无先兆偏头痛患者颈内静脉血中的促炎细胞因子、黏附分子和淋巴细胞整合素在头痛发作时的表达

Objective. -The aim of the present research was to verify the levels of the soluble adhesion molecules sL-and sE-selectins, intercellular adhesion molecule (sICAM)-1, and vascular cell adhesion molecule-1 in serial samples of internal jugular venous blood taken from migraine patients without aura (MWoA) during attacks. The expression of leukocyte function antigen (LFA)-1 and very late activation antigen (VLA)-4 was also assessed on lymphocytes obtained from jugular venous blood.

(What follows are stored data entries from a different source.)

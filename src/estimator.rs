//! Heating time estimator
//!
//! A heuristic, not a thermodynamic simulation: the duration scales with
//! volume and temperature rise, divided by a fixed calibration constant.

use tracing::debug;

use crate::error::EstimateError;
use crate::models::{
    Direction, HeatingRequest, HeatingResult, Mode, Trajectory, TrajectoryModel, TrajectoryPoint,
};

/// Empirical calibration constant, ml·°C per minute.
pub const CALIBRATION_DIVISOR: f64 = 8000.0;

/// Shortest duration ever reported, in minutes.
pub const MIN_ESTIMATED_MINUTES: f64 = 0.01;

/// Start temperature assumed in basic mode.
pub const DEFAULT_ROOM_TEMPERATURE_C: f64 = 25.0;

/// Samples per trajectory unless configured otherwise.
pub const DEFAULT_SAMPLE_COUNT: usize = 60;

/// Most samples a trajectory ever holds.
pub const MAX_SAMPLE_COUNT: usize = 10_000;

/// Longest duration the estimator reports, in minutes (about 1.9 million years).
pub const MAX_ESTIMATED_MINUTES: f64 = 1e12;

/// Residual fraction of the temperature gap left by the exponential model at the nominal duration.
const EXPONENTIAL_RESIDUAL: f64 = 0.01;

/// Estimate how long the liquid takes to reach its target temperature
///
/// Fails when the quantity is not a positive number, or so large that the
/// duration exceeds [`MAX_ESTIMATED_MINUTES`]. A start temperature above the
/// target is treated as a cooling run of the same magnitude.
pub fn estimate_duration(request: &HeatingRequest) -> Result<HeatingResult, EstimateError> {
    if !(request.volume_ml.is_finite() && request.volume_ml > 0.0) {
        return Err(EstimateError::InvalidInput(
            "quantity must be greater than zero".to_string(),
        ));
    }
    if !request.initial_temperature_c.is_finite() {
        return Err(EstimateError::InvalidInput(
            "start temperature must be a finite number".to_string(),
        ));
    }

    let delta = request.target_temperature_c() - request.initial_temperature_c;
    let base_minutes = request.volume_ml * delta.abs() / CALIBRATION_DIVISOR;
    let factor = effective_factor(request);
    let estimated_minutes = (base_minutes * factor).max(MIN_ESTIMATED_MINUTES);
    if !estimated_minutes.is_finite() || estimated_minutes > MAX_ESTIMATED_MINUTES {
        return Err(EstimateError::InvalidInput("quantity is too large".to_string()));
    }

    let direction = if delta > 0.0 {
        Direction::Heating
    } else if delta < 0.0 {
        Direction::Cooling
    } else {
        Direction::Steady
    };

    debug!(
        liquid = %request.liquid.name,
        volume_ml = request.volume_ml,
        base_minutes,
        factor,
        estimated_minutes,
        "estimated heating duration"
    );

    Ok(HeatingResult {
        estimated_minutes,
        direction,
    })
}

/// Time factor actually applied: the intensity's in basic mode, 1.0 in advanced mode.
pub fn effective_factor(request: &HeatingRequest) -> f64 {
    match request.mode {
        Mode::Basic => request.intensity.map_or(1.0, |i| i.time_factor()),
        Mode::Advanced => 1.0,
    }
}

impl TrajectoryModel {
    /// Temperature `time_s` seconds into a run lasting `total_s` seconds
    pub fn temperature_at(&self, time_s: f64, initial_c: f64, target_c: f64, total_s: f64) -> f64 {
        match self {
            TrajectoryModel::Linear => initial_c + (time_s / total_s) * (target_c - initial_c),
            TrajectoryModel::Exponential => {
                let k = -EXPONENTIAL_RESIDUAL.ln() / total_s;
                target_c - (target_c - initial_c) * (-k * time_s).exp()
            }
        }
    }
}

/// Sample the projected temperature curve
///
/// `sample_count` points are spread evenly over `[0, total]` inclusive, the
/// way `linspace` does: zero samples give an empty curve, one sample gives
/// only the start point. Counts above [`MAX_SAMPLE_COUNT`] are capped.
pub fn generate_trajectory(
    result: &HeatingResult,
    request: &HeatingRequest,
    model: TrajectoryModel,
    sample_count: usize,
) -> Trajectory {
    let total_s = result.total_seconds();
    let initial = request.initial_temperature_c;
    let target = request.target_temperature_c();
    let sample_count = sample_count.min(MAX_SAMPLE_COUNT);

    let mut points = Vec::with_capacity(sample_count);
    for i in 0..sample_count {
        let time_s = if i + 1 == sample_count && sample_count > 1 {
            total_s // Pin the endpoint, no float drift
        } else if sample_count > 1 {
            total_s * i as f64 / (sample_count - 1) as f64
        } else {
            0.0
        };
        points.push(TrajectoryPoint {
            time_s,
            temperature_c: model.temperature_at(time_s, initial, target, total_s),
        });
    }

    Trajectory::new(points)
}

/// A request paired with its result, for display
#[derive(Debug, Clone)]
pub struct EstimateSummary {
    pub request: HeatingRequest,
    pub result: HeatingResult,
}

impl EstimateSummary {
    pub fn new(request: HeatingRequest, result: HeatingResult) -> Self {
        Self { request, result }
    }
}

impl std::fmt::Display for EstimateSummary {
    fn fmt(&self, f: &mut std::fmt::Formatter<'_>) -> std::fmt::Result {
        let request = &self.request;
        let setting = match (request.mode, request.intensity) {
            (Mode::Basic, Some(intensity)) => format!("{} heat", intensity),
            (Mode::Basic, None) => "medium heat".to_string(),
            (Mode::Advanced, _) => "advanced".to_string(),
        };
        write!(
            f,
            "{}, {:.0} ml, {:.1} °C → {:.1} °C ({}): {}",
            request.liquid.name,
            request.volume_ml,
            request.initial_temperature_c,
            request.target_temperature_c(),
            setting,
            self.result
        )?;
        if self.result.direction == Direction::Cooling {
            write!(f, " (cooling)")?;
        }
        Ok(())
    }
}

Levels of certain proinflammatory cytokines (tumor necrosis factor-α[TNF-α], interleukin-1β[IL-1β], IL-4, and IL6) were also determined and correlated with those of adhesion molecules. Patients and Methods. -Seven MWoA patients were admitted in the hospital during attacks and blood samples were taken immediately after catheter insertion, at 1, 2, and 4 hours after attack onset, and within 2 hours after its termination. The levels of adhesion molecules and cytokines were measured with ELISA method. The expression of LFA-1 and VLA-4 was assessed by flow cytometry. Results. -A parallel transient increase of sICAM-1, TNF-α, and IL-6 was observed in the first 2 hours after attack onset compared with the time of catheter insertion (P< .0001, < .001, and < .003, respectively). The proportion of CD4+and CD8+T-cells expressing high levels of LFA-1 showed instead a progressive down-regulation with significantly lower percentages at 2 and 4 hours after attack onset (P < .01 and < .022, respectively). No variation in the percentage of VLA-4 expressing cells was observed at any time of the study. Conclusions. -The transient increase in sICAM-1 and TNF-αfound in the internal jugular blood of MWoA patients assessed ictally can be induced by sensory neuropeptides released from activated trigeminal endings. The progressive decrease in sICAM-1 levels during attacks and the down-regulation of LFA-1 expression by lymphocytes could antagonize their transvascular migration, supporting the hypothesis of sterile inflammation in the dura mater during migraine attacks.